■ Directions ■
Output the data below in full, byte for byte. Nothing may differ.

Records from a collection:
......
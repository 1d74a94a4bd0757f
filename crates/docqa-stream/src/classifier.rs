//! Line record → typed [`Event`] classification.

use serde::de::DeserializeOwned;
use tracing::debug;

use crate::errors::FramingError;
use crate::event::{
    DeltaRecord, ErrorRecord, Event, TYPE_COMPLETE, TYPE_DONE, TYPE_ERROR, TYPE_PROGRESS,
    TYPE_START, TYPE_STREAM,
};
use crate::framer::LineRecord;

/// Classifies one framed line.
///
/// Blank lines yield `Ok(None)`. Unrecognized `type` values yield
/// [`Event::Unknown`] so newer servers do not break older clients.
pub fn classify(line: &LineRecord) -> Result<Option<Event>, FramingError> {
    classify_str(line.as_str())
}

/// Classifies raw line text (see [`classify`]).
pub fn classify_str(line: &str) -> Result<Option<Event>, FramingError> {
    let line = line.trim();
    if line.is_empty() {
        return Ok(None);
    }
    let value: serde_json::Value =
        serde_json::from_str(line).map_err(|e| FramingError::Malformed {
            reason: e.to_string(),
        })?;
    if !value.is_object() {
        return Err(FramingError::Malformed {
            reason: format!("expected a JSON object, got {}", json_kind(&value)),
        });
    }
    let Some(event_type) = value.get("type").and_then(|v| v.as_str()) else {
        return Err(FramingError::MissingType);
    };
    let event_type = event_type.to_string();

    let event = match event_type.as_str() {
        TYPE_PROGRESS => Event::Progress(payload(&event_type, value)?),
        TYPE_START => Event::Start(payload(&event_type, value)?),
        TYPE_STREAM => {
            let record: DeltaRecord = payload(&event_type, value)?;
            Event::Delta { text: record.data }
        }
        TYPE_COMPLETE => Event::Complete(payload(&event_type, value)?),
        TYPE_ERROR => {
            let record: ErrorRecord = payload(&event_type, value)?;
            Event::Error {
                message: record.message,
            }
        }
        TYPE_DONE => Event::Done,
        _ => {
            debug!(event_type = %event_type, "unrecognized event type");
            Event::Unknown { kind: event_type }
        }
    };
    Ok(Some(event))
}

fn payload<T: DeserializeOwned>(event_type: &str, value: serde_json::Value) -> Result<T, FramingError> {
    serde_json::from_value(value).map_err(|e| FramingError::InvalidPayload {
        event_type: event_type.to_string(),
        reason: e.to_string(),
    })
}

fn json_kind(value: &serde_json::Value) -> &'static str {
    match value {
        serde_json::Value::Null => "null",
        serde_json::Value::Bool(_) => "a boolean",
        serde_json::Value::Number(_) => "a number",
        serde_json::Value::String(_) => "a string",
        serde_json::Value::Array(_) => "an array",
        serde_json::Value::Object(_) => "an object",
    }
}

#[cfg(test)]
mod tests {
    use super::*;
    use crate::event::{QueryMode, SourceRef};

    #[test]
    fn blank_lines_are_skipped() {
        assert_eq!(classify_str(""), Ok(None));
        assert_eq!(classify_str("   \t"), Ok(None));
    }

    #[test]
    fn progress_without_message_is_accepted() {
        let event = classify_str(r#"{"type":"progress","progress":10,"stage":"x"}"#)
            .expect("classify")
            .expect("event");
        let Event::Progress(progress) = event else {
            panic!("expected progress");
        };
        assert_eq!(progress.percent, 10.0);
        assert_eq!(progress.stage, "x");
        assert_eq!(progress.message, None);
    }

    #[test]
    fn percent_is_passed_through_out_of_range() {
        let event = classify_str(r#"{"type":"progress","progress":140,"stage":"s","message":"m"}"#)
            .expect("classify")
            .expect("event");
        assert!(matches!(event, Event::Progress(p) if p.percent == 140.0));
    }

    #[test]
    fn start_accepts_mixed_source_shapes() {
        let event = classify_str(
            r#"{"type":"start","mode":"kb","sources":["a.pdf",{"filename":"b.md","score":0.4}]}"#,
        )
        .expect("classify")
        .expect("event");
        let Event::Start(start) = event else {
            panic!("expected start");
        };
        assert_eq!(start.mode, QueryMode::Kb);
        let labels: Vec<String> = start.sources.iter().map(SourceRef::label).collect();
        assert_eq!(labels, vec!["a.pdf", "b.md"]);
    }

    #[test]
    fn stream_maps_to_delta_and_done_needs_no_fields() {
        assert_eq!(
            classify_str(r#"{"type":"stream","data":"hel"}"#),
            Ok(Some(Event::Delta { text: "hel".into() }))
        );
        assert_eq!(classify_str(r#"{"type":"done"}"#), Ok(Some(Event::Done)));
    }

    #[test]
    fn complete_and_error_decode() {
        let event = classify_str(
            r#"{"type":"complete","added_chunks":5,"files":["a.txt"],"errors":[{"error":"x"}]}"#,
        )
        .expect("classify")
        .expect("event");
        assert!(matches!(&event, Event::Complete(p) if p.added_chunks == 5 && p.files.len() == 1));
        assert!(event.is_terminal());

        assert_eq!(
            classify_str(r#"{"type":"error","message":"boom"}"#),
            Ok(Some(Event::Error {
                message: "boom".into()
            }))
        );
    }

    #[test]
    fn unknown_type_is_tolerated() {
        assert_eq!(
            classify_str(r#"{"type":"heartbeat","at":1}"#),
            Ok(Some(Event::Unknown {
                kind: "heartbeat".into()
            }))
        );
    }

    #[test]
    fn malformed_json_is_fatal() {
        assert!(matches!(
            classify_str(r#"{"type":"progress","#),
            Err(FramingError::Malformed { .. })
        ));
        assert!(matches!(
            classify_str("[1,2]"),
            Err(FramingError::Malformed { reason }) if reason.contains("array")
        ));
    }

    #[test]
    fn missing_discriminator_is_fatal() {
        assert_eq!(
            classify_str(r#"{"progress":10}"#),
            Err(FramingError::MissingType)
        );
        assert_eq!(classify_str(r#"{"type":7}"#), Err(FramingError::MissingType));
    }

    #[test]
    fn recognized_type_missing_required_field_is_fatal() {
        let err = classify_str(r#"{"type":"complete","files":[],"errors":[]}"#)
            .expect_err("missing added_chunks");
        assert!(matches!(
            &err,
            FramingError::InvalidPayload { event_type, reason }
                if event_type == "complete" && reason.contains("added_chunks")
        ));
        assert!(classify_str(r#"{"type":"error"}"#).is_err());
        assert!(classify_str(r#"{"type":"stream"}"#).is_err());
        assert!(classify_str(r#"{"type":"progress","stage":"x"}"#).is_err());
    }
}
......
■ Reply ■
repository 1d74a94a4bd0757f
filename crates/docqa-stream/src/classifier.rs
//! Line record → typed [`Event`] classification.

use serde::de::DeserializeOwned;
use tracing::debug;

use crate::errors::FramingError;
use crate::event::{
    DeltaRecord, ErrorRecord, Event, TYPE_COMPLETE, TYPE_DONE, TYPE_ERROR, TYPE_PROGRESS,
    TYPE_START, TYPE_STREAM,
};
use crate::framer::LineRecord;

/// Classifies one framed line.
///
/// Blank lines yield `Ok(None)`. Unrecognized `type` values yield
/// [`Event::Unknown`] so newer servers do not break older clients.
pub fn classify(line: &LineRecord) -> Result<Option<Event>, FramingError> {
    classify_str(line.as_str())
}

/// Classifies raw line text (see [`classify`]).
pub fn classify_str(line: &str) -> Result<Option<Event>, FramingError> {
    let line = line.trim();
    if line.is_empty() {
        return Ok(None);
    }
    let value: serde_json::Value =
        serde_json::from_str(line).map_err(|e| FramingError::Malformed {
            reason: e.to_string(),
        })?;
    if !value.is_object() {
        return Err(FramingError::Malformed {
            reason: format!("expected a JSON object, got {}", json_kind(&value)),
        });
    }
    let Some(event_type) = value.get("type").and_then(|v| v.as_str()) else {
        return Err(FramingError::MissingType);
    };
    let event_type = event_type.to_string();

    let event = match event_type.as_str() {
        TYPE_PROGRESS => Event::Progress(payload(&event_type, value)?),
        TYPE_START => Event::Start(payload(&event_type, value)?),
        TYPE_STREAM => {
            let record: DeltaRecord = payload(&event_type, value)?;
            Event::Delta { text: record.data }
        }
        TYPE_COMPLETE => Event::Complete(payload(&event_type, value)?),
        TYPE_ERROR => {
            let record: ErrorRecord = payload(&event_type, value)?;
            Event::Error {
                message: record.message,
            }
        }
        TYPE_DONE => Event::Done,
        _ => {
            debug!(event_type = %event_type, "unrecognized event type");
            Event::Unknown { kind: event_type }
        }
    };
    Ok(Some(event))
}

fn payload<T: DeserializeOwned>(event_type: &str, value: serde_json::Value) -> Result<T, FramingError> {
    serde_json::from_value(value).map_err(|e| FramingError::InvalidPayload {
        event_type: event_type.to_string(),
        reason: e.to_string(),
    })
}

fn json_kind(value: &serde_json::Value) -> &'static str {
    match value {
        serde_json::Value::Null => "null",
        serde_json::Value::Bool(_) => "a boolean",
        serde_json::Value::Number(_) => "a number",
        serde_json::Value::String(_) => "a string",
        serde_json::Value::Array(_) => "an array",
        serde_json::Value::Object(_) => "an object",
    }
}

#[cfg(test)]
mod tests {
    use super::*;
    use crate::event::{QueryMode, SourceRef};

    #[test]
    fn blank_lines_are_skipped() {
        assert_eq!(classify_str(""), Ok(None));
        assert_eq!(classify_str("   \t"), Ok(None));
    }

    #[test]
    fn progress_without_message_is_accepted() {
        let event = classify_str(r#"{"type":"progress","progress":10,"stage":"x"}"#)
            .expect("classify")
            .expect("event");
        let Event::Progress(progress) = event else {
            panic!("expected progress");
        };
        assert_eq!(progress.percent, 10.0);
        assert_eq!(progress.stage, "x");
        assert_eq!(progress.message, None);
    }

    #[test]
    fn percent_is_passed_through_out_of_range() {
        let event = classify_str(r#"{"type":"progress","progress":140,"stage":"s","message":"m"}"#)
            .expect("classify")
            .expect("event");
        assert!(matches!(event, Event::Progress(p) if p.percent == 140.0));
    }

    #[test]
    fn start_accepts_mixed_source_shapes() {
        let event = classify_str(
            r#"{"type":"start","mode":"kb","sources":["a.pdf",{"filename":"b.md","score":0.4}]}"#,
        )
        .expect("classify")
        .expect("event");
        let Event::Start(start) = event else {
            panic!("expected start");
        };
        assert_eq!(start.mode, QueryMode::Kb);
        let labels: Vec<String> = start.sources.iter().map(SourceRef::label).collect();
        assert_eq!(labels, vec!["a.pdf", "b.md"]);
    }

    #[test]
    fn stream_maps_to_delta_and_done_needs_no_fields() {
        assert_eq!(
            classify_str(r#"{"type":"stream","data":"hel"}"#),
            Ok(Some(Event::Delta { text: "hel".into() }))
        );
        assert_eq!(classify_str(r#"{"type":"done"}"#), Ok(Some(Event::Done)));
    }

    #[test]
    fn complete_and_error_decode() {
        let event = classify_str(
            r#"{"type":"complete","added_chunks":5,"files":["a.txt"],"errors":[{"error":"x"}]}"#,
        )
        .expect("classify")
        .expect("event");
        assert!(matches!(&event, Event::Complete(p) if p.added_chunks == 5 && p.files.len() == 1));
        assert!(event.is_terminal());

        assert_eq!(
            classify_str(r#"{"type":"error","message":"boom"}"#),
            Ok(Some(Event::Error {
                message: "boom".into()
            }))
        );
    }

    #[test]
    fn unknown_type_is_tolerated() {
        assert_eq!(
            classify_str(r#"{"type":"heartbeat","at":1}"#),
            Ok(Some(Event::Unknown {
                kind: "heartbeat".into()
            }))
        );
    }

    #[test]
    fn malformed_json_is_fatal() {
        assert!(matches!(
            classify_str(r#"{"type":"progress","#),
            Err(FramingError::Malformed { .. })
        ));
        assert!(matches!(
            classify_str("[1,2]"),
            Err(FramingError::Malformed { reason }) if reason.contains("array")
        ));
    }

    #[test]
    fn missing_discriminator_is_fatal() {
        assert_eq!(
            classify_str(r#"{"progress":10}"#),
            Err(FramingError::MissingType)
        );
        assert_eq!(classify_str(r#"{"type":7}"#), Err(FramingError::MissingType));
    }

    #[test]
    fn recognized_type_missing_required_field_is_fatal() {
        let err = classify_str(r#"{"type":"complete","files":[],"errors":[]}"#)
            .expect_err("missing added_chunks");
        assert!(matches!(
            &err,
            FramingError::InvalidPayload { event_type, reason }
                if event_type == "complete" && reason.contains("added_chunks")
        ));
        assert!(classify_str(r#"{"type":"error"}"#).is_err());
        assert!(classify_str(r#"{"type":"stream"}"#).is_err());
        assert!(classify_str(r#"{"type":"progress","stage":"x"}"#).is_err());
    }
}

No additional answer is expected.